■ WHAT THIS TASK INVOLVES ■
Give every entry again, word for word and in full.

■ RAW DATA ■
+++++

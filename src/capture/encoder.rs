//! Continuous encoder pump.
//!
//! Moves H.264 chunks from the camera into the configured output on a
//! dedicated thread. A write failure ends the pump with the error recorded; it
//! never retries into a dead pipe.

use std::io::Write;
use std::sync::atomic::{AtomicBool, AtomicU64, Ordering};
use std::sync::{Arc, Mutex};
use std::thread::JoinHandle;
use std::time::Duration;

use super::Camera;
use crate::error::CaptureError;

/// Poll interval while the encoder runs ahead of `Camera::start`.
const IDLE_POLL: Duration = Duration::from_millis(10);
const RETRY_BACKOFF: Duration = Duration::from_millis(100);

#[derive(Default)]
struct PumpStats {
    chunks: AtomicU64,
    bytes: AtomicU64,
    fault: Mutex<Option<String>>,
}

/// Summary returned when the encoder stops.
#[derive(Clone, Debug, Default, PartialEq, Eq)]
pub struct EncoderReport {
    pub chunks_written: u64,
    pub bytes_written: u64,
    /// Why the pump ended early, if it did.
    pub fault: Option<String>,
}

/// Running encoder. Dropping it without `stop()` detaches the pump thread.
pub struct Encoder {
    stop: Arc<AtomicBool>,
    stats: Arc<PumpStats>,
    join: Option<JoinHandle<()>>,
}

impl Encoder {
    pub(super) fn spawn(
        camera: Camera,
        output: Box<dyn Write + Send>,
    ) -> Result<Self, CaptureError> {
        let stop = Arc::new(AtomicBool::new(false));
        let stats = Arc::new(PumpStats::default());
        let stop_thread = stop.clone();
        let stats_thread = stats.clone();
        let join = std::thread::Builder::new()
            .name("h264-encoder".to_string())
            .spawn(move || {
                if let Err(err) = run_pump(&camera, output, &stop_thread, &stats_thread) {
                    if stop_thread.load(Ordering::SeqCst) {
                        log::debug!("Encoder: output closed during shutdown: {}", err);
                    } else {
                        log::warn!("Encoder: output failed, stopping pump: {}", err);
                        *lock_fault(&stats_thread) = Some(err.to_string());
                    }
                }
            })
            .map_err(|e| CaptureError::Device(format!("spawn encoder thread: {}", e)))?;
        Ok(Self {
            stop,
            stats,
            join: Some(join),
        })
    }

    /// False once the pump has exited, either via `stop()` or a fault.
    pub fn is_running(&self) -> bool {
        self.join
            .as_ref()
            .map(|join| !join.is_finished())
            .unwrap_or(false)
    }

    /// The error that ended the pump, if any.
    pub fn fault(&self) -> Option<String> {
        lock_fault(&self.stats).clone()
    }

    pub fn bytes_written(&self) -> u64 {
        self.stats.bytes.load(Ordering::SeqCst)
    }

    /// Ask the pump to stop after its current chunk without waiting for it.
    /// A write that fails from here on is not recorded as a fault.
    pub fn request_stop(&self) {
        self.stop.store(true, Ordering::SeqCst);
    }

    /// Stop the pump and wait for its last write to finish.
    pub fn stop(mut self) -> EncoderReport {
        self.stop.store(true, Ordering::SeqCst);
        if let Some(join) = self.join.take() {
            if join.join().is_err() {
                *lock_fault(&self.stats) = Some("encoder thread panicked".to_string());
            }
        }
        EncoderReport {
            chunks_written: self.stats.chunks.load(Ordering::SeqCst),
            bytes_written: self.stats.bytes.load(Ordering::SeqCst),
            fault: lock_fault(&self.stats).clone(),
        }
    }
}

fn lock_fault(stats: &PumpStats) -> std::sync::MutexGuard<'_, Option<String>> {
    stats
        .fault
        .lock()
        .unwrap_or_else(|poisoned| poisoned.into_inner())
}

fn run_pump(
    camera: &Camera,
    mut output: Box<dyn Write + Send>,
    stop: &AtomicBool,
    stats: &PumpStats,
) -> anyhow::Result<()> {
    let mut chunk = Vec::with_capacity(64 * 1024);
    while !stop.load(Ordering::SeqCst) {
        match camera.read_chunk(&mut chunk) {
            Ok(()) if chunk.is_empty() => std::thread::sleep(IDLE_POLL),
            Ok(()) => {
                output.write_all(&chunk)?;
                stats.chunks.fetch_add(1, Ordering::SeqCst);
                stats
                    .bytes
                    .fetch_add(chunk.len() as u64, Ordering::SeqCst);
            }
            Err(CaptureError::NotStarted) => std::thread::sleep(IDLE_POLL),
            Err(CaptureError::Stopped) => break,
            Err(err) if err.is_retryable() => {
                log::warn!("Encoder: {}", err);
                std::thread::sleep(RETRY_BACKOFF);
            }
            Err(err) => return Err(err.into()),
        }
    }
    if let Err(err) = output.flush() {
        log::debug!("Encoder: flush on stop failed: {}", err);
    }
    Ok(())
}
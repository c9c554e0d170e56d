//! rtsp_publisher - push the camera's H.264 stream to an RTSP server
//!
//! This daemon:
//! 1. Configures the camera for continuous H.264
//! 2. Launches the muxer (ffmpeg) and pipes the encoder output into it
//! 3. Blocks until SIGINT/SIGTERM or the muxer exits
//! 4. Closes the muxer input, terminates it, stops encoder and camera

use anyhow::Result;
use clap::Parser;
use std::path::PathBuf;

use picam_relay::{
    Camera, ProcessLauncher, RelayConfig, RtspPublisher, ShutdownReason, Supervisor,
};

#[derive(Parser, Debug)]
#[command(author, version, about = "Publish the camera as H.264 over RTSP via ffmpeg")]
struct Args {
    /// TOML config file.
    #[arg(long, env = "PICAM_CONFIG")]
    config: Option<PathBuf>,
    /// Camera device (`stub://<name>` or a V4L2 node such as /dev/video0).
    #[arg(long)]
    device: Option<String>,
    /// Destination, e.g. rtsp://localhost:8554/cam.
    #[arg(long)]
    url: Option<String>,
    /// Muxer executable.
    #[arg(long)]
    muxer: Option<String>,
    #[arg(long)]
    width: Option<u32>,
    #[arg(long)]
    height: Option<u32>,
    #[arg(long)]
    fps: Option<f32>,
    /// Encoder bitrate in bits per second.
    #[arg(long)]
    bitrate: Option<u32>,
}

fn main() -> Result<()> {
    env_logger::Builder::from_env(env_logger::Env::default().default_filter_or("info")).init();

    let args = Args::parse();
    let reason = run(args)?;
    if reason.exit_code() != 0 {
        log::error!("rtsp_publisher exiting: {}", reason);
        std::process::exit(reason.exit_code());
    }
    Ok(())
}

fn run(args: Args) -> Result<ShutdownReason> {
    let mut cfg = RelayConfig::load(args.config.as_deref())?;
    if let Some(device) = args.device {
        cfg.device = device;
    }
    if let Some(url) = args.url {
        cfg.rtsp.url = url;
    }
    if let Some(muxer) = args.muxer {
        cfg.rtsp.muxer = muxer;
    }
    if let Some(width) = args.width {
        cfg.rtsp.stream.width = width;
    }
    if let Some(height) = args.height {
        cfg.rtsp.stream.height = height;
    }
    if let Some(fps) = args.fps {
        cfg.rtsp.stream.frame_rate = fps;
    }
    if let Some(bitrate) = args.bitrate {
        cfg.rtsp.stream.bitrate = bitrate;
    }
    cfg.validate_rtsp()?;

    let supervisor = Supervisor::new();
    supervisor.install_signal_handlers()?;

    let camera = Camera::open(&cfg.device)?;
    let publisher = RtspPublisher::new(cfg.publisher_config(), camera, Box::new(ProcessLauncher));
    publisher.publish()?;
    if let Some(sink) = publisher.sink() {
        supervisor.watch_sink(sink)?;
    }
    log::info!("rtsp_publisher running. streaming to {} (Ctrl-C to stop)", cfg.rtsp.url);

    let reason = supervisor.wait();
    log::info!("rtsp_publisher: {}, stopping", reason);
    let report = publisher.shutdown();
    if let Some(fault) = report.encoder.as_ref().and_then(|encoder| encoder.fault.as_deref()) {
        log::debug!("rtsp_publisher: encoder ended with: {}", fault);
    }
    Ok(reason)
}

+++++

■ EXPECTED ANSWER ■
filename src/capture/encoder.rs
//! Continuous encoder pump.
//!
//! Moves H.264 chunks from the camera into the configured output on a
//! dedicated thread. A write failure ends the pump with the error recorded; it
//! never retries into a dead pipe.

use std::io::Write;
use std::sync::atomic::{AtomicBool, AtomicU64, Ordering};
use std::sync::{Arc, Mutex};
use std::thread::JoinHandle;
use std::time::Duration;

use super::Camera;
use crate::error::CaptureError;

/// Poll interval while the encoder runs ahead of `Camera::start`.
const IDLE_POLL: Duration = Duration::from_millis(10);
const RETRY_BACKOFF: Duration = Duration::from_millis(100);

#[derive(Default)]
struct PumpStats {
    chunks: AtomicU64,
    bytes: AtomicU64,
    fault: Mutex<Option<String>>,
}

/// Summary returned when the encoder stops.
#[derive(Clone, Debug, Default, PartialEq, Eq)]
pub struct EncoderReport {
    pub chunks_written: u64,
    pub bytes_written: u64,
    /// Why the pump ended early, if it did.
    pub fault: Option<String>,
}

/// Running encoder. Dropping it without `stop()` detaches the pump thread.
pub struct Encoder {
    stop: Arc<AtomicBool>,
    stats: Arc<PumpStats>,
    join: Option<JoinHandle<()>>,
}

impl Encoder {
    pub(super) fn spawn(
        camera: Camera,
        output: Box<dyn Write + Send>,
    ) -> Result<Self, CaptureError> {
        let stop = Arc::new(AtomicBool::new(false));
        let stats = Arc::new(PumpStats::default());
        let stop_thread = stop.clone();
        let stats_thread = stats.clone();
        let join = std::thread::Builder::new()
            .name("h264-encoder".to_string())
            .spawn(move || {
                if let Err(err) = run_pump(&camera, output, &stop_thread, &stats_thread) {
                    if stop_thread.load(Ordering::SeqCst) {
                        log::debug!("Encoder: output closed during shutdown: {}", err);
                    } else {
                        log::warn!("Encoder: output failed, stopping pump: {}", err);
                        *lock_fault(&stats_thread) = Some(err.to_string());
                    }
                }
            })
            .map_err(|e| CaptureError::Device(format!("spawn encoder thread: {}", e)))?;
        Ok(Self {
            stop,
            stats,
            join: Some(join),
        })
    }

    /// False once the pump has exited, either via `stop()` or a fault.
    pub fn is_running(&self) -> bool {
        self.join
            .as_ref()
            .map(|join| !join.is_finished())
            .unwrap_or(false)
    }

    /// The error that ended the pump, if any.
    pub fn fault(&self) -> Option<String> {
        lock_fault(&self.stats).clone()
    }

    pub fn bytes_written(&self) -> u64 {
        self.stats.bytes.load(Ordering::SeqCst)
    }

    /// Ask the pump to stop after its current chunk without waiting for it.
    /// A write that fails from here on is not recorded as a fault.
    pub fn request_stop(&self) {
        self.stop.store(true, Ordering::SeqCst);
    }

    /// Stop the pump and wait for its last write to finish.
    pub fn stop(mut self) -> EncoderReport {
        self.stop.store(true, Ordering::SeqCst);
        if let Some(join) = self.join.take() {
            if join.join().is_err() {
                *lock_fault(&self.stats) = Some("encoder thread panicked".to_string());
            }
        }
        EncoderReport {
            chunks_written: self.stats.chunks.load(Ordering::SeqCst),
            bytes_written: self.stats.bytes.load(Ordering::SeqCst),
            fault: lock_fault(&self.stats).clone(),
        }
    }
}

fn lock_fault(stats: &PumpStats) -> std::sync::MutexGuard<'_, Option<String>> {
    stats
        .fault
        .lock()
        .unwrap_or_else(|poisoned| poisoned.into_inner())
}

fn run_pump(
    camera: &Camera,
    mut output: Box<dyn Write + Send>,
    stop: &AtomicBool,
    stats: &PumpStats,
) -> anyhow::Result<()> {
    let mut chunk = Vec::with_capacity(64 * 1024);
    while !stop.load(Ordering::SeqCst) {
        match camera.read_chunk(&mut chunk) {
            Ok(()) if chunk.is_empty() => std::thread::sleep(IDLE_POLL),
            Ok(()) => {
                output.write_all(&chunk)?;
                stats.chunks.fetch_add(1, Ordering::SeqCst);
                stats
                    .bytes
                    .fetch_add(chunk.len() as u64, Ordering::SeqCst);
            }
            Err(CaptureError::NotStarted) => std::thread::sleep(IDLE_POLL),
            Err(CaptureError::Stopped) => break,
            Err(err) if err.is_retryable() => {
                log::warn!("Encoder: {}", err);
                std::thread::sleep(RETRY_BACKOFF);
            }
            Err(err) => return Err(err.into()),
        }
    }
    if let Err(err) = output.flush() {
        log::debug!("Encoder: flush on stop failed: {}", err);
    }
    Ok(())
}
repository c9c554e0d170e56d
//! rtsp_publisher - push the camera's H.264 stream to an RTSP server
//!
//! This daemon:
//! 1. Configures the camera for continuous H.264
//! 2. Launches the muxer (ffmpeg) and pipes the encoder output into it
//! 3. Blocks until SIGINT/SIGTERM or the muxer exits
//! 4. Closes the muxer input, terminates it, stops encoder and camera

use anyhow::Result;
use clap::Parser;
use std::path::PathBuf;

use picam_relay::{
    Camera, ProcessLauncher, RelayConfig, RtspPublisher, ShutdownReason, Supervisor,
};

#[derive(Parser, Debug)]
#[command(author, version, about = "Publish the camera as H.264 over RTSP via ffmpeg")]
struct Args {
    /// TOML config file.
    #[arg(long, env = "PICAM_CONFIG")]
    config: Option<PathBuf>,
    /// Camera device (`stub://<name>` or a V4L2 node such as /dev/video0).
    #[arg(long)]
    device: Option<String>,
    /// Destination, e.g. rtsp://localhost:8554/cam.
    #[arg(long)]
    url: Option<String>,
    /// Muxer executable.
    #[arg(long)]
    muxer: Option<String>,
    #[arg(long)]
    width: Option<u32>,
    #[arg(long)]
    height: Option<u32>,
    #[arg(long)]
    fps: Option<f32>,
    /// Encoder bitrate in bits per second.
    #[arg(long)]
    bitrate: Option<u32>,
}

fn main() -> Result<()> {
    env_logger::Builder::from_env(env_logger::Env::default().default_filter_or("info")).init();

    let args = Args::parse();
    let reason = run(args)?;
    if reason.exit_code() != 0 {
        log::error!("rtsp_publisher exiting: {}", reason);
        std::process::exit(reason.exit_code());
    }
    Ok(())
}

fn run(args: Args) -> Result<ShutdownReason> {
    let mut cfg = RelayConfig::load(args.config.as_deref())?;
    if let Some(device) = args.device {
        cfg.device = device;
    }
    if let Some(url) = args.url {
        cfg.rtsp.url = url;
    }
    if let Some(muxer) = args.muxer {
        cfg.rtsp.muxer = muxer;
    }
    if let Some(width) = args.width {
        cfg.rtsp.stream.width = width;
    }
    if let Some(height) = args.height {
        cfg.rtsp.stream.height = height;
    }
    if let Some(fps) = args.fps {
        cfg.rtsp.stream.frame_rate = fps;
    }
    if let Some(bitrate) = args.bitrate {
        cfg.rtsp.stream.bitrate = bitrate;
    }
    cfg.validate_rtsp()?;

    let supervisor = Supervisor::new();
    supervisor.install_signal_handlers()?;

    let camera = Camera::open(&cfg.device)?;
    let publisher = RtspPublisher::new(cfg.publisher_config(), camera, Box::new(ProcessLauncher));
    publisher.publish()?;
    if let Some(sink) = publisher.sink() {
        supervisor.watch_sink(sink)?;
    }
    log::info!("rtsp_publisher running. streaming to {} (Ctrl-C to stop)", cfg.rtsp.url);

    let reason = supervisor.wait();
    log::info!("rtsp_publisher: {}, stopping", reason);
    let report = publisher.shutdown();
    if let Some(fault) = report.encoder.as_ref().and_then(|encoder| encoder.fault.as_deref()) {
        log::debug!("rtsp_publisher: encoder ended with: {}", fault);
    }
    Ok(reason)
}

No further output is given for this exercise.